(Saved entries)
+ + + + +

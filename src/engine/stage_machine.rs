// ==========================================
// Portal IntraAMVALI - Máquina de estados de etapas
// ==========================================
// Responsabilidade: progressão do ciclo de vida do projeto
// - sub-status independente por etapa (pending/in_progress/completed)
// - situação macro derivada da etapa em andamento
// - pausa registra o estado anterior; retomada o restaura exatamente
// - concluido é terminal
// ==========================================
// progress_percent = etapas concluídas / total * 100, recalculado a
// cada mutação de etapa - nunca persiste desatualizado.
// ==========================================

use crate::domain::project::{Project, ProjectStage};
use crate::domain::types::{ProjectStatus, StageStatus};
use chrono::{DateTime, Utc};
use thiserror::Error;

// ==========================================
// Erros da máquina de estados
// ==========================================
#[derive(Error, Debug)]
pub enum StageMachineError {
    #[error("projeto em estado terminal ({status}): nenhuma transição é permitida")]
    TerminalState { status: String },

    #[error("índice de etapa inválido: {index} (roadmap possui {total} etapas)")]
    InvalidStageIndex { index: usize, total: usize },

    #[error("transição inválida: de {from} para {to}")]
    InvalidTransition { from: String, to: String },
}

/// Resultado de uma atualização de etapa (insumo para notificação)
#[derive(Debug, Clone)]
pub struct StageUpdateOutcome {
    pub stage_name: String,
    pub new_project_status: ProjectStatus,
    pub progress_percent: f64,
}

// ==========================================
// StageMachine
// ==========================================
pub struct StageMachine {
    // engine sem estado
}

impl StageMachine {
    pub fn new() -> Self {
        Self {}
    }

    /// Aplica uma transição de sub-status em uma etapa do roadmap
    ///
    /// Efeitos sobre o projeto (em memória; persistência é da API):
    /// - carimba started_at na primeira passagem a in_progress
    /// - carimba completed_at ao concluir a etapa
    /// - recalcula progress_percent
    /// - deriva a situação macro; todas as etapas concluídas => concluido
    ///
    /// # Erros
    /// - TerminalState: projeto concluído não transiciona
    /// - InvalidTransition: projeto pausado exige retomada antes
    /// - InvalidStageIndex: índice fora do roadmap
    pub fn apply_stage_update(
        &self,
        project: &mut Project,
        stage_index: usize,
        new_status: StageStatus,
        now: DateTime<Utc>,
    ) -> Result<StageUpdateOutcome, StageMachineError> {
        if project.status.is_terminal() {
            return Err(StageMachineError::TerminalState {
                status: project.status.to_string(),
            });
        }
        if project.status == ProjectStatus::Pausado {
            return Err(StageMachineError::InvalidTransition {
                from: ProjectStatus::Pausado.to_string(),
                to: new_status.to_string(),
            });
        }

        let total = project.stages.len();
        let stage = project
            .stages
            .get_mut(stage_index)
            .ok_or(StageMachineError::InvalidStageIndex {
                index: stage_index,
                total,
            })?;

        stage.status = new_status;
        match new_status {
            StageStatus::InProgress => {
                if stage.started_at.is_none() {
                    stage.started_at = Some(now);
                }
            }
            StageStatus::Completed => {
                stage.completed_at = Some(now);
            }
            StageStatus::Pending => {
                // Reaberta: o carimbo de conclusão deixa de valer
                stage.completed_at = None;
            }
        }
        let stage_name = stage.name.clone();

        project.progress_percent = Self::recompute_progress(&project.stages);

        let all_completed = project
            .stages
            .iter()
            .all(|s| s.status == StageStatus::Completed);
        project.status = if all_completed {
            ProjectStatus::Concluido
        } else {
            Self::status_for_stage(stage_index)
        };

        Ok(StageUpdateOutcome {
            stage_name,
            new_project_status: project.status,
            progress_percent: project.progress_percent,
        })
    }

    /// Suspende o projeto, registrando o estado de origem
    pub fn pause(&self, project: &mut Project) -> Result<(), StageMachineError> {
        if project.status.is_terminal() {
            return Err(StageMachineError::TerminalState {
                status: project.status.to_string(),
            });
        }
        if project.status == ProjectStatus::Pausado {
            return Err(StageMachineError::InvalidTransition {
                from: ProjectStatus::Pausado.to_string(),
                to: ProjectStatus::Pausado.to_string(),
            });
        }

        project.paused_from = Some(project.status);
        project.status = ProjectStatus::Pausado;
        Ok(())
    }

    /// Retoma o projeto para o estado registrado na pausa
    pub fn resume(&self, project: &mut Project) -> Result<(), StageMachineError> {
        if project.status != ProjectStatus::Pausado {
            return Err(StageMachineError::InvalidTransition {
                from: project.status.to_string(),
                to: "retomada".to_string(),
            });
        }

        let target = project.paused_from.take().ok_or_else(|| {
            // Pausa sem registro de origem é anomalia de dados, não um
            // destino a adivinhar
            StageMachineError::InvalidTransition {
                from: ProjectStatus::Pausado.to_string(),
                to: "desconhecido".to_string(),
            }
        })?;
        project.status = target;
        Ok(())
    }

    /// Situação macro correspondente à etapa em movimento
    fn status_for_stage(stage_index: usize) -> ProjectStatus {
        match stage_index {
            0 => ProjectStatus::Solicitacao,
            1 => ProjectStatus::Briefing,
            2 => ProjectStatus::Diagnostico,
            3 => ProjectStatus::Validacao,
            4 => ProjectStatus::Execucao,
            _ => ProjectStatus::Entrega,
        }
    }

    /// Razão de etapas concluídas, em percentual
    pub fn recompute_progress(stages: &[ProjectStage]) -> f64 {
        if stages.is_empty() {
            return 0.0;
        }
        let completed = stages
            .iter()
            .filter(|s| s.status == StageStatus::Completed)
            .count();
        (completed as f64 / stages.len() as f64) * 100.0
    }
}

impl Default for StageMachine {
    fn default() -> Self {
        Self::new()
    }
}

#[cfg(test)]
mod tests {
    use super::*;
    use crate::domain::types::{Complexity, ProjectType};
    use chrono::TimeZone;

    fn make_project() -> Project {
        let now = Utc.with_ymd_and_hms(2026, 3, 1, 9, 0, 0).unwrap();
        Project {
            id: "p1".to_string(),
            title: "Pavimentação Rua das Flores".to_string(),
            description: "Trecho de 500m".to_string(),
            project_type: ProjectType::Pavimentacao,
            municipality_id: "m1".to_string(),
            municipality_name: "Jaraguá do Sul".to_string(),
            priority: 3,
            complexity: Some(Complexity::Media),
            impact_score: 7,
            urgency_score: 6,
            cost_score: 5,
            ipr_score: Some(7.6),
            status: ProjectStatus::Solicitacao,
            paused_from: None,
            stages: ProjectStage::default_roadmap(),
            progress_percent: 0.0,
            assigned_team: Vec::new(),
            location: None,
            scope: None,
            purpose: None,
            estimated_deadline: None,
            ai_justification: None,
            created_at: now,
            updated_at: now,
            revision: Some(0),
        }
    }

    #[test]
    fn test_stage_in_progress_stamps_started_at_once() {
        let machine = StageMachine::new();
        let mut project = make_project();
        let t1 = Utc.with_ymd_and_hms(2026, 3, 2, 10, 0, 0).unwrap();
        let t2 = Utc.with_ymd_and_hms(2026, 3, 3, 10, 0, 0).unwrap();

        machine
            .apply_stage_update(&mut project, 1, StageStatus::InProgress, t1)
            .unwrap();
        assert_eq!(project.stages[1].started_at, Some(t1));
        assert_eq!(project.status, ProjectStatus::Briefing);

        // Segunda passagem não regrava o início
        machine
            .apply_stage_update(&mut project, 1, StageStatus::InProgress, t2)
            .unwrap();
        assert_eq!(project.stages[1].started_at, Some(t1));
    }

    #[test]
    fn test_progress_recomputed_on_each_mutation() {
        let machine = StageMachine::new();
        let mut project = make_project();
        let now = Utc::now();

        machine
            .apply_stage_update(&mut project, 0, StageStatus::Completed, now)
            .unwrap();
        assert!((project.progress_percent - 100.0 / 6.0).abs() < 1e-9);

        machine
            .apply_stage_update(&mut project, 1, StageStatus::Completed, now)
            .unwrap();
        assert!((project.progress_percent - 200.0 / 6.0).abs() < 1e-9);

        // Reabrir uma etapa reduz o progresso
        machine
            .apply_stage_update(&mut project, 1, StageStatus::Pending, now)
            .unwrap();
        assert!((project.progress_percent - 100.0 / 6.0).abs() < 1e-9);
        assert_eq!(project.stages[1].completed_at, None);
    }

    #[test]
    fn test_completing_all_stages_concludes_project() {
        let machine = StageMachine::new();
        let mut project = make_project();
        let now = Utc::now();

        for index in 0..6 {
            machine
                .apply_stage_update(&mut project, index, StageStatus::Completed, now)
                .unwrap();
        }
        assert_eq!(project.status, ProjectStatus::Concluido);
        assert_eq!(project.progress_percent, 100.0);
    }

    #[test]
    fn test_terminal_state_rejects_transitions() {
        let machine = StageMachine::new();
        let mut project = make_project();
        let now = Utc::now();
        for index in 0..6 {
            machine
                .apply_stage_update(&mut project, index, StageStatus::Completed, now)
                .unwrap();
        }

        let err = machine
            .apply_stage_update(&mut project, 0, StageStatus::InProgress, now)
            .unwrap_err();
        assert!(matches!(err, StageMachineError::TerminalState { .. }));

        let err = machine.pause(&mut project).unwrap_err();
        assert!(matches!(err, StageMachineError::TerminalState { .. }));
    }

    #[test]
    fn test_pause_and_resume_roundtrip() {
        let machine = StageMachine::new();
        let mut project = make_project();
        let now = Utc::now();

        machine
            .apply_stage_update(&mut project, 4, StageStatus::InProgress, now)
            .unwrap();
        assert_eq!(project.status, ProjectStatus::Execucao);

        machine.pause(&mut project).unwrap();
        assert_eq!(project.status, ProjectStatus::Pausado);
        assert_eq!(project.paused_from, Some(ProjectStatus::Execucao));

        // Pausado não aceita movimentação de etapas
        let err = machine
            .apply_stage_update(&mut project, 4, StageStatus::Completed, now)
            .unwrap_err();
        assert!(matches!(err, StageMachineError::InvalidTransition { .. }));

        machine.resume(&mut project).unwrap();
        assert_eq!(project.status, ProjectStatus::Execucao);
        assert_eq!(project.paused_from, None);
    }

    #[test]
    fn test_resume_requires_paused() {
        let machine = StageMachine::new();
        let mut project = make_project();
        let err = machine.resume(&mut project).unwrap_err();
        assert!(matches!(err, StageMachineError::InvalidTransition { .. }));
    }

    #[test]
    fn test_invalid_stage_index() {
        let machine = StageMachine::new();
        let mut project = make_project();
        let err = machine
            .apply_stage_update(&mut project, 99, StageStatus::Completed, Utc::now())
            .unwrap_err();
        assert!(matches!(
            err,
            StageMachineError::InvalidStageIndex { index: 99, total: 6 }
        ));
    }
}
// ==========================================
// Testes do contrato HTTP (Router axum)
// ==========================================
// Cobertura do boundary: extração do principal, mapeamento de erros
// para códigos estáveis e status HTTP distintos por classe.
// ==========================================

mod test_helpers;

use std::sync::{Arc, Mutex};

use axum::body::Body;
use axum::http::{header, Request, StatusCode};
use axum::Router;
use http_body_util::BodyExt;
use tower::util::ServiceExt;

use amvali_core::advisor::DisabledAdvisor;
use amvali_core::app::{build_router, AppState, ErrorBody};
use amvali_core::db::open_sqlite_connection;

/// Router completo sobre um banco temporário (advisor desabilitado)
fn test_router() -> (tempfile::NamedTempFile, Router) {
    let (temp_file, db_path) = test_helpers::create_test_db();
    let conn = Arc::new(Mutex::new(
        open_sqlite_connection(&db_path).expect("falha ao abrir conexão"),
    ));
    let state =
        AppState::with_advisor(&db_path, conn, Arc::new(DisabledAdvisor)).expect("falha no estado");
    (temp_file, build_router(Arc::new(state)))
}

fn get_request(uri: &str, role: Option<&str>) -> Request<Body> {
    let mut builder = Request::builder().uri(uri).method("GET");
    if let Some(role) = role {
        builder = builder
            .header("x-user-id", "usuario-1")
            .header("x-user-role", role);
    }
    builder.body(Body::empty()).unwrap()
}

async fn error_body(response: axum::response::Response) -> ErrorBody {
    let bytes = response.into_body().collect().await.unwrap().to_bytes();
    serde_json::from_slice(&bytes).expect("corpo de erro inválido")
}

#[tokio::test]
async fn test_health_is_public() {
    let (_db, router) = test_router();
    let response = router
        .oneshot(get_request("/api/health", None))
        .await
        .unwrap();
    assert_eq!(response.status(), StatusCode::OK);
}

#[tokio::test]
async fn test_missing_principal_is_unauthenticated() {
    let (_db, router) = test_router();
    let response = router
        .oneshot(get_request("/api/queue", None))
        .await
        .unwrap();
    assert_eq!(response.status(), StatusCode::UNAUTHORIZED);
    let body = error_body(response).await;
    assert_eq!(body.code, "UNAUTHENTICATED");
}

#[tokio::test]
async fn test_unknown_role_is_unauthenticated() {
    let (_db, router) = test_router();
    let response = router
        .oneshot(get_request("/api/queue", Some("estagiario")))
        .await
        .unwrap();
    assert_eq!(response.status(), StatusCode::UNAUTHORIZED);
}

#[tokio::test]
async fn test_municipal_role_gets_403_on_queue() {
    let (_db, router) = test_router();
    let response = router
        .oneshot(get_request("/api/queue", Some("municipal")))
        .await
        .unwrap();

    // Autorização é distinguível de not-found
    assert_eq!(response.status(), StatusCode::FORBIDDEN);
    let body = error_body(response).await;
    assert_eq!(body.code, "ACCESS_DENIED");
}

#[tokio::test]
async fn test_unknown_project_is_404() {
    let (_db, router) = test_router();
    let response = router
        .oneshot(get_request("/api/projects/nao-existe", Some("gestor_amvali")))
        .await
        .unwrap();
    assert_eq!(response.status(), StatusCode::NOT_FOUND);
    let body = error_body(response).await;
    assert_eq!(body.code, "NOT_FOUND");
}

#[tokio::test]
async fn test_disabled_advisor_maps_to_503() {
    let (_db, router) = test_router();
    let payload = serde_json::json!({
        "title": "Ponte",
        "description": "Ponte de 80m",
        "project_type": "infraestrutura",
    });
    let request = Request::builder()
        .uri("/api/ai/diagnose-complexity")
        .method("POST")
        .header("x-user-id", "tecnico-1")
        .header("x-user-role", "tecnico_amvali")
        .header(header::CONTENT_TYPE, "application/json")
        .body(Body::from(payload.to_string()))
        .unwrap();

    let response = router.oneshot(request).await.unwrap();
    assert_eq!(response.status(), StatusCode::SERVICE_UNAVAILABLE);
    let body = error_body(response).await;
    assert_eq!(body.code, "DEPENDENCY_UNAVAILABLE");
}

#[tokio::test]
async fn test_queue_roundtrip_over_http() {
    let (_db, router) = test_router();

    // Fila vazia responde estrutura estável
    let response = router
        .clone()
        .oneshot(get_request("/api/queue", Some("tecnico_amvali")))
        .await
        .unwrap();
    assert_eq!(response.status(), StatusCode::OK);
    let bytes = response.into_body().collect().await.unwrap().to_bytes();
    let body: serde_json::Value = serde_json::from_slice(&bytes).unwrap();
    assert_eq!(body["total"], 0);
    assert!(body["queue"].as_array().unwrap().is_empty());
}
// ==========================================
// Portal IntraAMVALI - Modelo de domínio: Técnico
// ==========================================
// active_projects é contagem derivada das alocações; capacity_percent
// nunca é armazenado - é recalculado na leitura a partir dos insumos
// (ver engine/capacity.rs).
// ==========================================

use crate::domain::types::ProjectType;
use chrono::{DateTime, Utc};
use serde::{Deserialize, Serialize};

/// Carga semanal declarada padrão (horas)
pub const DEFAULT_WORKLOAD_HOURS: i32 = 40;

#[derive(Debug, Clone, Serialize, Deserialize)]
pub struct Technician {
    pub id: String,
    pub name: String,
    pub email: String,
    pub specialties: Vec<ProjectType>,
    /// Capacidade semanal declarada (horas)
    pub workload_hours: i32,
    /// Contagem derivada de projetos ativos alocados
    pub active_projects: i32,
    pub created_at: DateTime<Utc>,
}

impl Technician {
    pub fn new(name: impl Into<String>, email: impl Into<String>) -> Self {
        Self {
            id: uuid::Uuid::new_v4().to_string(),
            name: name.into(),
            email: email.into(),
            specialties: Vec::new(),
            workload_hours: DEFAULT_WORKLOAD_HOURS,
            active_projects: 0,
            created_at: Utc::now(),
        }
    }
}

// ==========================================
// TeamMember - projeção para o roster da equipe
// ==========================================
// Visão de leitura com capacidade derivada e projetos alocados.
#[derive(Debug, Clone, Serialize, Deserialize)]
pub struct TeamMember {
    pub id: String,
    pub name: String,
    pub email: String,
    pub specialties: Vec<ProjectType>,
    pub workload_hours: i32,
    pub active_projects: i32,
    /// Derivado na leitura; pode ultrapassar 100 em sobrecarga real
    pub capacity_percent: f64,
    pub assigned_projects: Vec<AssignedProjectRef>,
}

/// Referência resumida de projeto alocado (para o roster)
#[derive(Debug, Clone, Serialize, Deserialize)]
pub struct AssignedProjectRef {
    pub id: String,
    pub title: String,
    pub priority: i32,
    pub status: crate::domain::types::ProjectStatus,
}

+ + + + +

**WORK ORDER:** The lines holding the word "user" are the answer. Find them in the entries and copy them.

**RESPONSE AREA:**
            .header("x-user-id", "usuario-1")
            .header("x-user-role", role);
        .header("x-user-id", "tecnico-1")
        .header("x-user-role", "tecnico_amvali")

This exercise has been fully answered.